We are modeling a cellular data experiment with Stan and BRMS. This pilot data has <10 subjects with measurements in each of ~3 conditions, but each measurement produces around 10,000 data points which have lognormal distribution. We cannot get the raw data but can get whatever quantiles we want from this distribution.

We would like to take advantage of the presence of these distributions and use them to inform posterior estimates (as opposed to our esteemed colleagues who take the means and run pairwise t tests). So we are running more or less the following standard error model (taking logs of various quantities removed for simplicity):

brm(formula = Mean | se(SE) ~ 1+Condition+(1 | Subject) ...)

Where Mean is the log mean signal from the cells of each Subject under each Condition, and SE is a conservative estimate of SE obtained by taking the larger of the two distances between the log-transformed 5 or 95 quantile and the mean (the distances are usually quite similar), over the number of samples.

I have grown suspicious of our approach for the following reason: Our colleagues have noticed that every pairwise t test they run is “significant” due to the 10K sample sizes. So they have switched to a likelihood ratio test between a model with the hypothesized effect by Condition and a null model, I guess because it strikes them as more believable (they are not statisticians).

With our BRMS standard error approach I am seeing something similar and it makes me skeptical. When the SE is not incorporated, the model has no strong evidence for an effect by Condition. When the SE is added, the HDIs for Condition are very tight and well above zero, so this is purely due to the inclusion of a tight standard error. Has this model sufficiently accounted for having a great many measurements one level, but sparse measurements on another? Is model comparison a better choice here for some reason?

Not an expert here, but I think it could be helpful to look at the distribution of the per-subject intercepts. I would assume that tightening the SE would move the variability to the per-subject intercept - is this the case? And if yes, it might help you interpret the magnitude of the condition effect relative to the between subject variance.

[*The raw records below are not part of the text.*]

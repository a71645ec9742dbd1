// SPDX-License-Identifier: MIT
// Copyright 2026 Roland Dreier <roland@rolandd.dev>

//! Facility-Sync API Server
//!
//! Syncs OpenStreetMap buildings and amenities for a bounded area and
//! assigns each building its nearest amenity.

use anyhow::Context;
use clap::{Parser, Subcommand};
use facility_sync::{config::Config, db::FacilityDb, services::SyncScope, AppState};
use std::sync::Arc;
use tracing_subscriber::{layer::SubscriberExt, util::SubscriberInitExt};

#[derive(Parser)]
#[command(version, about = "Facility sync and nearest-amenity assignment")]
struct Cli {
    #[command(subcommand)]
    command: Option<Command>,
}

#[derive(Subcommand)]
enum Command {
    /// Serve the HTTP API (default)
    Serve,
    /// Run one sync and exit
    Sync {
        #[arg(long, value_enum, default_value_t = ScopeArg::All)]
        scope: ScopeArg,
    },
    /// Run batch assignment and exit
    Assign {
        /// Override the configured radius
        #[arg(long)]
        radius_meters: Option<f64>,
    },
}

#[derive(Clone, Copy, clap::ValueEnum)]
enum ScopeArg {
    All,
    Buildings,
    Amenities,
}

impl From<ScopeArg> for SyncScope {
    fn from(arg: ScopeArg) -> Self {
        match arg {
            ScopeArg::All => SyncScope::All,
            ScopeArg::Buildings => SyncScope::Buildings,
            ScopeArg::Amenities => SyncScope::Amenities,
        }
    }
}

#[tokio::main]
async fn main() -> anyhow::Result<()> {
    init_logging()?;
    let cli = Cli::parse();

    let config = Config::from_env().context("Failed to load configuration")?;

    let db = match config.database_url.as_deref() {
        Some(url) => FacilityDb::connect(url)
            .await
            .context("Failed to connect to PostGIS")?,
        None => {
            tracing::warn!("DATABASE_URL not set, using in-memory store");
            FacilityDb::new_memory()
        }
    };

    let state = Arc::new(AppState::build(config, db)?);

    match cli.command.unwrap_or(Command::Serve) {
        Command::Serve => serve(state).await,
        Command::Sync { scope } => {
            let report = state.sync.run_scope(scope.into()).await?;
            println!("{}", serde_json::to_string_pretty(&report)?);
            if !report.succeeded() {
                anyhow::bail!("sync finished with failures");
            }
            Ok(())
        }
        Command::Assign { radius_meters } => {
            let report = match radius_meters {
                Some(radius) => state.assignment.assign_within(radius).await?,
                None => state.assignment.assign_closest_amenities().await?,
            };
            println!("{}", serde_json::to_string_pretty(&report)?);
            Ok(())
        }
    }
}

async fn serve(state: Arc<AppState>) -> anyhow::Result<()> {
    let addr = format!("0.0.0.0:{}", state.config.port);
    tracing::info!(port = state.config.port, "Starting Facility-Sync API");

    let app = facility_sync::routes::create_router(state);

    let listener = tokio::net::TcpListener::bind(&addr).await?;
    tracing::info!(address = %addr, "Server listening");

    axum::serve(listener, app).await?;
    Ok(())
}

/// Initialize structured JSON logging.
fn init_logging() -> anyhow::Result<()> {
    let format = tracing_subscriber::fmt::layer()
        .json()
        .with_target(false)
        .with_current_span(true)
        .flatten_event(true);

    tracing_subscriber::registry()
        .with(
            tracing_subscriber::EnvFilter::from_default_env()
                .add_directive("facility_sync=debug".parse()?)
                .add_directive("info".parse()?),
        )
        .with(format)
        .init();
    Ok(())
}
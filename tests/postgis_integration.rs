// SPDX-License-Identifier: MIT
// Copyright 2026 Roland Dreier <roland@rolandd.dev>

//! PostGIS integration tests.
//!
//! These tests require a PostgreSQL database with the PostGIS extension
//! available, named by TEST_DATABASE_URL. The tables are truncated first, so
//! everything runs inside one test to keep the sections from racing.

use facility_sync::cache::{CacheKey, ResponseCache};
use facility_sync::models::{AmenityCategory, AmenityUpdate, Building, BuildingUpdate};
use geo::Point;
use std::time::Duration;

mod common;
use common::{amenity, building, square, test_db};

#[tokio::test]
async fn test_postgis_store() {
    require_postgis!();

    let db = test_db().await;

    // ═══ Bulk load ═══

    let inserted = db
        .load_buildings(&[
            building(100, square(14.0, 35.0, 0.0001)),
            building(200, square(14.01, 35.0, 0.0001)),
            building(100, square(15.0, 36.0, 0.0001)),
        ])
        .await
        .unwrap();
    assert_eq!(inserted, 2, "duplicate osm_id in one batch is inserted once");

    let inserted = db
        .load_amenities(&[
            amenity(9, "cafe", 14.00003, 35.00003),
            amenity(4, "bank", 14.00007, 35.00007),
            amenity(7, "pub", 14.0002, 35.00005),
        ])
        .await
        .unwrap();
    assert_eq!(inserted, 3);

    let again = db
        .load_amenities(&[amenity(9, "library", 14.5, 35.5)])
        .await
        .unwrap();
    assert_eq!(again, 0, "existing osm_id is skipped");
    let cafe = db
        .get_amenities()
        .await
        .unwrap()
        .into_iter()
        .find(|a| a.osm_id == 9)
        .unwrap();
    assert_eq!(cafe.category, AmenityCategory::FoodAndDrink);
    assert_eq!(cafe.geometry, Point::new(14.00003, 35.00003));

    // ═══ Batch assignment ═══

    let updated = db.assign_closest_amenities(5.0).await.unwrap();
    assert_eq!(updated, 1);
    let buildings = db.get_buildings().await.unwrap();
    let by_osm = |all: &[Building], osm_id: i64| all.iter().find(|b| b.osm_id == osm_id).cloned();
    let b100 = by_osm(&buildings, 100).unwrap();
    assert_eq!(b100.amenity.as_ref().map(|a| a.osm_id), Some(4));
    assert!(by_osm(&buildings, 200).unwrap().amenity_id.is_none());

    assert_eq!(db.assign_closest_amenities(5.0).await.unwrap(), 0);
    let cafe_in_b100 = db
        .get_amenities()
        .await
        .unwrap()
        .into_iter()
        .find(|a| a.osm_id == 9)
        .unwrap();
    assert!(!db
        .fill_building_amenity(b100.id, cafe_in_b100.id)
        .await
        .unwrap());

    // ═══ Spatial queries ═══

    let contained = db.find_contained_amenity(b100.id).await.unwrap().unwrap();
    assert_eq!(contained.osm_id, 4);

    let closest = db
        .closest_amenity(b100.id, AmenityCategory::FoodAndDrink, 5000.0)
        .await
        .unwrap()
        .unwrap();
    assert_eq!(closest.amenity.osm_id, 9);
    assert_eq!(closest.distance_meters, 0.0);

    let nearby = db
        .amenities_within_radius(Point::new(14.0002, 35.00005), 1.0)
        .await
        .unwrap();
    assert_eq!(nearby.len(), 1);
    assert_eq!(nearby[0].osm_id, 7);

    // ═══ Updates ═══

    let update = AmenityUpdate {
        amenity_type: Some("pharmacy".to_string()),
        updated_by: Some("integration".to_string()),
        ..Default::default()
    };
    let updated = db.update_amenity(cafe.id, &update).await.unwrap().unwrap();
    assert_eq!(updated.category, AmenityCategory::OtherAmenities);
    assert_eq!(updated.name, cafe.name);
    assert!(updated.updated_at >= cafe.updated_at);

    let update = BuildingUpdate {
        requires_maintenance: Some(true),
        ..Default::default()
    };
    let updated = db.update_building(b100.id, &update).await.unwrap().unwrap();
    assert!(updated.requires_maintenance);
    assert_eq!(updated.amenity_id, b100.amenity_id);

    // ═══ Deletes ═══

    let assigned = b100.amenity_id.unwrap();
    assert!(db.delete_amenity(assigned).await.unwrap());
    let b100 = db.get_building(b100.id).await.unwrap().unwrap();
    assert!(b100.amenity_id.is_none());
    assert!(!db.delete_amenity(assigned).await.unwrap());

    assert!(db.delete_building(b100.id).await.unwrap());
    assert_eq!(db.get_buildings().await.unwrap().len(), 1);
    assert_eq!(db.get_amenities().await.unwrap().len(), 2);

    // ═══ Response cache ═══

    let pool = db.pg_pool().unwrap().clone();
    let cache = ResponseCache::postgres(pool.clone(), Duration::from_secs(60));
    cache.invalidate(&[CacheKey::Amenities]).await;
    assert_eq!(cache.get::<Vec<String>>(CacheKey::Amenities).await, None);

    cache
        .put(CacheKey::Amenities, &vec!["a".to_string(), "b".to_string()])
        .await;
    assert_eq!(
        cache.get::<Vec<String>>(CacheKey::Amenities).await,
        Some(vec!["a".to_string(), "b".to_string()])
    );
    cache.invalidate(&[CacheKey::Amenities]).await;
    assert_eq!(cache.get::<Vec<String>>(CacheKey::Amenities).await, None);

    let loaded: Vec<String> = cache
        .get_or_load(CacheKey::Buildings, || async {
            cache.invalidate(&[CacheKey::Buildings]).await;
            Ok(vec!["stale".to_string()])
        })
        .await
        .unwrap();
    assert_eq!(loaded, vec!["stale".to_string()]);
    assert_eq!(cache.get::<Vec<String>>(CacheKey::Buildings).await, None);

    let expired = ResponseCache::postgres(pool, Duration::ZERO);
    expired.put(CacheKey::Buildings, &vec![1, 2, 3]).await;
    assert_eq!(expired.get::<Vec<i32>>(CacheKey::Buildings).await, None);
}
use thiserror::Error;

/// Delivery failure for a single announcement.
#[derive(Debug, Error)]
pub enum NotifyError {
    /// The chat API answered with a non-success status.
    #[error("chat API returned HTTP {status}: {body}")]
    Http { status: u16, body: String },

    /// Connection, TLS or timeout failure.
    #[error("transport error: {0}")]
    Transport(String),

    #[error("could not decode chat API response: {0}")]
    Decode(String),

    #[error("notifier task join failure: {0}")]
    Join(String),

    /// Credentials or channel do not match the configuration.
    #[error("notifier misconfigured: {0}")]
    Misconfigured(String),
}

impl From<ureq::Error> for NotifyError {
    fn from(err: ureq::Error) -> Self {
        match err {
            ureq::Error::Status(status, response) => NotifyError::Http {
                status,
                body: response.into_string().unwrap_or_default(),
            },
            ureq::Error::Transport(transport) => NotifyError::Transport(transport.to_string()),
        }
    }
}
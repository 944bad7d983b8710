//! Detail source backed by an external scraper program.
//!
//! Browser automation lives outside this repository. The scraper is invoked
//! once per page and prints JSON on stdout:
//!
//! ```text
//! <program> creations <artist>   -> [{"name": "...", "url": "..."}, ...]        display order
//! <program> creation <url>       -> {"image_url": "...", "actions": [...]}      oldest first
//! ```
//!
//! Each action is `{"description": "...", "transaction_id": "..."}`; a
//! `"transaction_url"` explorer link is accepted in place of the id. A
//! non-zero exit status means the page could not be loaded.

use std::path::PathBuf;
use std::process::Stdio;
use std::time::Duration;

use async_trait::async_trait;
use serde::Deserialize;
use tokio::process::Command;

use rarewatch_core::{transaction_id_from_url, Action, ArtistId, Creation};

use crate::provider::{DetailSource, Listing};
use crate::FetchError;

/// Default program name looked up on `$PATH`.
pub const DEFAULT_SCRAPER: &str = "rarewatch-scraper";

/// Upper bound on one scraper invocation.
pub const DEFAULT_TIMEOUT: Duration = Duration::from_secs(120);

#[derive(Debug, Deserialize)]
struct RawDetails {
    #[serde(default)]
    image_url: Option<String>,
    #[serde(default)]
    actions: Vec<RawAction>,
}

#[derive(Debug, Deserialize)]
struct RawAction {
    #[serde(default)]
    description: Option<String>,
    #[serde(default)]
    transaction_id: Option<String>,
    #[serde(default)]
    transaction_url: Option<String>,
}

impl RawAction {
    /// Entries without a description are not actions (e.g. a history header).
    fn into_action(self) -> Option<Action> {
        let description = self.description.filter(|d| !d.trim().is_empty())?;
        let transaction_id = self
            .transaction_id
            .filter(|id| !id.is_empty())
            .or_else(|| self.transaction_url.as_deref().and_then(transaction_id_from_url));
        Some(Action::new(description.trim(), transaction_id))
    }
}

#[derive(Debug, Clone)]
pub struct ScraperCommand {
    program: PathBuf,
    timeout: Duration,
}

impl ScraperCommand {
    pub fn new(program: impl Into<PathBuf>) -> Self {
        Self {
            program: program.into(),
            timeout: DEFAULT_TIMEOUT,
        }
    }

    pub fn with_timeout(mut self, timeout: Duration) -> Self {
        self.timeout = timeout;
        self
    }

    async fn invoke(&self, args: &[&str]) -> Result<Vec<u8>, FetchError> {
        let child = Command::new(&self.program)
            .args(args)
            .stdin(Stdio::null())
            .stdout(Stdio::piped())
            .stderr(Stdio::piped())
            .kill_on_drop(true)
            .spawn()
            .map_err(|source| FetchError::Io {
                program: self.program.clone(),
                source,
            })?;

        let output = match tokio::time::timeout(self.timeout, child.wait_with_output()).await {
            Ok(output) => output.map_err(|source| FetchError::Io {
                program: self.program.clone(),
                source,
            })?,
            Err(_) => {
                return Err(FetchError::Unavailable(format!(
                    "{} {} timed out after {}s",
                    self.program.display(),
                    args.join(" "),
                    self.timeout.as_secs()
                )))
            }
        };

        if !output.status.success() {
            return Err(FetchError::Command {
                program: self.program.clone(),
                status: output.status.code(),
                stderr: String::from_utf8_lossy(&output.stderr).trim().to_string(),
            });
        }
        Ok(output.stdout)
    }
}

#[async_trait]
impl DetailSource for ScraperCommand {
    fn name(&self) -> &str {
        "scraper-command"
    }

    async fn list(&self, artist: &ArtistId) -> Result<Vec<Listing>, FetchError> {
        let stdout = self.invoke(&["creations", artist.0.as_str()]).await?;
        serde_json::from_slice(&stdout).map_err(|source| FetchError::Decode {
            what: format!("creation list for {artist}"),
            source,
        })
    }

    async fn details(&self, listing: &Listing) -> Result<Creation, FetchError> {
        let stdout = self.invoke(&["creation", listing.url.as_str()]).await?;
        let raw: RawDetails =
            serde_json::from_slice(&stdout).map_err(|source| FetchError::Decode {
                what: format!("details of {}", listing.url),
                source,
            })?;

        let actions = raw
            .actions
            .into_iter()
            .filter_map(RawAction::into_action)
            .collect();
        Ok(Creation::new(listing.name.clone(), listing.url.clone())
            .with_image(raw.image_url.unwrap_or_default())
            .with_actions(actions))
    }
}

#[cfg(test)]
mod tests {
    use super::*;

    #[test]
    fn raw_action_prefers_explicit_id() {
        let raw = RawAction {
            description: Some(" Sold for 1 ETH ".into()),
            transaction_id: Some("0xid".into()),
            transaction_url: Some("https://etherscan.io/tx/0xother".into()),
        };
        let action = raw.into_action().expect("action");
        assert_eq!(action.description, "Sold for 1 ETH");
        assert_eq!(action.transaction_id.as_deref(), Some("0xid"));
    }

    #[test]
    fn raw_action_falls_back_to_explorer_link() {
        let raw = RawAction {
            description: Some("Bid".into()),
            transaction_id: None,
            transaction_url: Some("https://etherscan.io/tx/0xfeed".into()),
        };
        assert_eq!(
            raw.into_action().and_then(|a| a.transaction_id).as_deref(),
            Some("0xfeed")
        );
    }

    #[test]
    fn raw_action_without_description_is_skipped() {
        let raw = RawAction {
            description: None,
            transaction_id: Some("0x1".into()),
            transaction_url: None,
        };
        assert!(raw.into_action().is_none());
    }

    #[tokio::test]
    async fn missing_program_is_io_error() {
        let scraper = ScraperCommand::new("/nonexistent/rarewatch-scraper");
        let err = scraper
            .list(&ArtistId::from("artist"))
            .await
            .expect_err("spawn should fail");
        assert!(matches!(err, FetchError::Io { .. }), "unexpected: {err}");
    }
}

Also, having 10 K samples gives you very precise measurement, but of the value at the moment the measurement was taken (is that cytometry data or something?) Is the measured quantity something you would expect to vary on its own in the absence of any intervention? E.g. even a very precise measurement of blood pressure is not very predictive of blood pressure at a later time as there are sources of variability that are not measurement error (e.g. acute stress). If the underlying quantity could vary in a similar way as blood pressure, it might make sense to add a (1 | Condition * Subject) term with a hierarchical prior to model this additional variability - basically you want to model how different measurements you would get if you ran multiple measurements per subject and condition.


This is a really good way to approach it, thank you.